▸ Supplied material:
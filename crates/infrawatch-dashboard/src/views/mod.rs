//! 화면별 뷰 모델.
//!
//! 각 뷰는 `fetch`(요청 + 태그)와 `apply`(태그 확인 후 반영)로 나뉜다.
//! `load`는 둘을 이어 호출한다. 선택이 바뀐 뒤 도착한 응답은 `apply`에서 버려진다.

pub mod app_logs;
pub mod network_metrics;
pub mod overview;
pub mod server_metrics;

use infrawatch_core::models::metric::{MetricSample, ServerHealth};
use std::collections::HashSet;
use std::fmt;

/// 소수 둘째 자리 반올림
pub(crate) fn round2(value: f64) -> f64 {
    (value * 100.0).round() / 100.0
}

/// `(server, environment)` 중복 제거 (먼저 나온 항목 유지)
pub fn dedup_metrics(metrics: Vec<MetricSample>) -> Vec<MetricSample> {
    let mut seen = HashSet::new();
    metrics
        .into_iter()
        .filter(|m| seen.insert((m.server.clone(), m.environment.clone())))
        .collect()
}

/// 서버 집계
#[derive(Debug, Clone, Copy, Default, PartialEq)]
pub struct ServerStats {
    pub total: usize,
    /// Good
    pub healthy: usize,
    /// Critical 또는 Bad
    pub critical: usize,
    pub avg_cpu: f64,
    pub avg_memory: f64,
    pub avg_disk: f64,
}

impl ServerStats {
    pub fn from_metrics(metrics: &[MetricSample]) -> Self {
        if metrics.is_empty() {
            return Self::default();
        }
        let total = metrics.len();
        let n = total as f64;
        let avg = |f: fn(&MetricSample) -> f64| round2(metrics.iter().map(f).sum::<f64>() / n);

        Self {
            total,
            healthy: metrics
                .iter()
                .filter(|m| m.server_health == ServerHealth::Good)
                .count(),
            critical: metrics
                .iter()
                .filter(|m| m.server_health.is_critical())
                .count(),
            avg_cpu: avg(|m| m.cpu_usage),
            avg_memory: avg(|m| m.memory_usage),
            avg_disk: avg(|m| m.disk_utilization),
        }
    }
}

/// 위험 등급 (요인 1개 medium, 2개 high, 3개 이상 critical)
#[derive(Debug, Clone, Copy, PartialEq, Eq, PartialOrd, Ord)]
pub enum RiskLevel {
    Medium,
    High,
    Critical,
}

impl fmt::Display for RiskLevel {
    fn fmt(&self, f: &mut fmt::Formatter<'_>) -> fmt::Result {
        f.write_str(match self {
            RiskLevel::Medium => "medium",
            RiskLevel::High => "high",
            RiskLevel::Critical => "critical",
        })
    }
}

/// 메트릭 기반 위험 평가
#[derive(Debug, Clone, Default, PartialEq, Eq)]
pub struct RiskAssessment {
    pub factors: Vec<&'static str>,
}

impl RiskAssessment {
    pub fn of(sample: &MetricSample) -> Self {
        let mut factors = Vec::new();

        let mut check = |value: f64, critical: f64, high: f64, labels: [&'static str; 2]| {
            if value > critical {
                factors.push(labels[0]);
            } else if value > high {
                factors.push(labels[1]);
            }
        };
        check(sample.cpu_usage, 90.0, 80.0, ["Critical CPU usage", "High CPU usage"]);
        check(sample.memory_usage, 90.0, 80.0, ["Critical memory usage", "High memory usage"]);
        check(sample.disk_utilization, 90.0, 85.0, ["Critical disk usage", "High disk usage"]);
        check(sample.cpu_temp, 80.0, 75.0, ["Critical CPU temperature", "High CPU temperature"]);

        match sample.server_health {
            ServerHealth::Critical => factors.push("Critical health status"),
            ServerHealth::Bad | ServerHealth::Warning => factors.push("Poor health status"),
            _ => {}
        }

        Self { factors }
    }

    pub fn is_at_risk(&self) -> bool {
        !self.factors.is_empty()
    }

    pub fn level(&self) -> Option<RiskLevel> {
        match self.factors.len() {
            0 => None,
            1 => Some(RiskLevel::Medium),
            2 => Some(RiskLevel::High),
            _ => Some(RiskLevel::Critical),
        }
    }
}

▸ Problem: The whole listing should be restated word for word.

▸ Response for this exercise:
filename crates/infrawatch-dashboard/src/views/mod.rs
//! 화면별 뷰 모델.
//!
//! 각 뷰는 `fetch`(요청 + 태그)와 `apply`(태그 확인 후 반영)로 나뉜다.
//! `load`는 둘을 이어 호출한다. 선택이 바뀐 뒤 도착한 응답은 `apply`에서 버려진다.

pub mod app_logs;
pub mod network_metrics;
pub mod overview;
pub mod server_metrics;

use infrawatch_core::models::metric::{MetricSample, ServerHealth};
use std::collections::HashSet;
use std::fmt;

/// 소수 둘째 자리 반올림
pub(crate) fn round2(value: f64) -> f64 {
    (value * 100.0).round() / 100.0
}

/// `(server, environment)` 중복 제거 (먼저 나온 항목 유지)
pub fn dedup_metrics(metrics: Vec<MetricSample>) -> Vec<MetricSample> {
    let mut seen = HashSet::new();
    metrics
        .into_iter()
        .filter(|m| seen.insert((m.server.clone(), m.environment.clone())))
        .collect()
}

/// 서버 집계
#[derive(Debug, Clone, Copy, Default, PartialEq)]
pub struct ServerStats {
    pub total: usize,
    /// Good
    pub healthy: usize,
    /// Critical 또는 Bad
    pub critical: usize,
    pub avg_cpu: f64,
    pub avg_memory: f64,
    pub avg_disk: f64,
}

impl ServerStats {
    pub fn from_metrics(metrics: &[MetricSample]) -> Self {
        if metrics.is_empty() {
            return Self::default();
        }
        let total = metrics.len();
        let n = total as f64;
        let avg = |f: fn(&MetricSample) -> f64| round2(metrics.iter().map(f).sum::<f64>() / n);

        Self {
            total,
            healthy: metrics
                .iter()
                .filter(|m| m.server_health == ServerHealth::Good)
                .count(),
            critical: metrics
                .iter()
                .filter(|m| m.server_health.is_critical())
                .count(),
            avg_cpu: avg(|m| m.cpu_usage),
            avg_memory: avg(|m| m.memory_usage),
            avg_disk: avg(|m| m.disk_utilization),
        }
    }
}

/// 위험 등급 (요인 1개 medium, 2개 high, 3개 이상 critical)
#[derive(Debug, Clone, Copy, PartialEq, Eq, PartialOrd, Ord)]
pub enum RiskLevel {
    Medium,
    High,
    Critical,
}

impl fmt::Display for RiskLevel {
    fn fmt(&self, f: &mut fmt::Formatter<'_>) -> fmt::Result {
        f.write_str(match self {
            RiskLevel::Medium => "medium",
            RiskLevel::High => "high",
            RiskLevel::Critical => "critical",
        })
    }
}

/// 메트릭 기반 위험 평가
#[derive(Debug, Clone, Default, PartialEq, Eq)]
pub struct RiskAssessment {
    pub factors: Vec<&'static str>,
}

impl RiskAssessment {
    pub fn of(sample: &MetricSample) -> Self {
        let mut factors = Vec::new();

        let mut check = |value: f64, critical: f64, high: f64, labels: [&'static str; 2]| {
            if value > critical {
                factors.push(labels[0]);
            } else if value > high {
                factors.push(labels[1]);
            }
        };
        check(sample.cpu_usage, 90.0, 80.0, ["Critical CPU usage", "High CPU usage"]);
        check(sample.memory_usage, 90.0, 80.0, ["Critical memory usage", "High memory usage"]);
        check(sample.disk_utilization, 90.0, 85.0, ["Critical disk usage", "High disk usage"]);
        check(sample.cpu_temp, 80.0, 75.0, ["Critical CPU temperature", "High CPU temperature"]);

        match sample.server_health {
            ServerHealth::Critical => factors.push("Critical health status"),
            ServerHealth::Bad | ServerHealth::Warning => factors.push("Poor health status"),
            _ => {}
        }

        Self { factors }
    }

    pub fn is_at_risk(&self) -> bool {
        !self.factors.is_empty()
    }

    pub fn level(&self) -> Option<RiskLevel> {
        match self.factors.len() {
            0 => None,
            1 => Some(RiskLevel::Medium),
            2 => Some(RiskLevel::High),
            _ => Some(RiskLevel::Critical),
        }
    }
}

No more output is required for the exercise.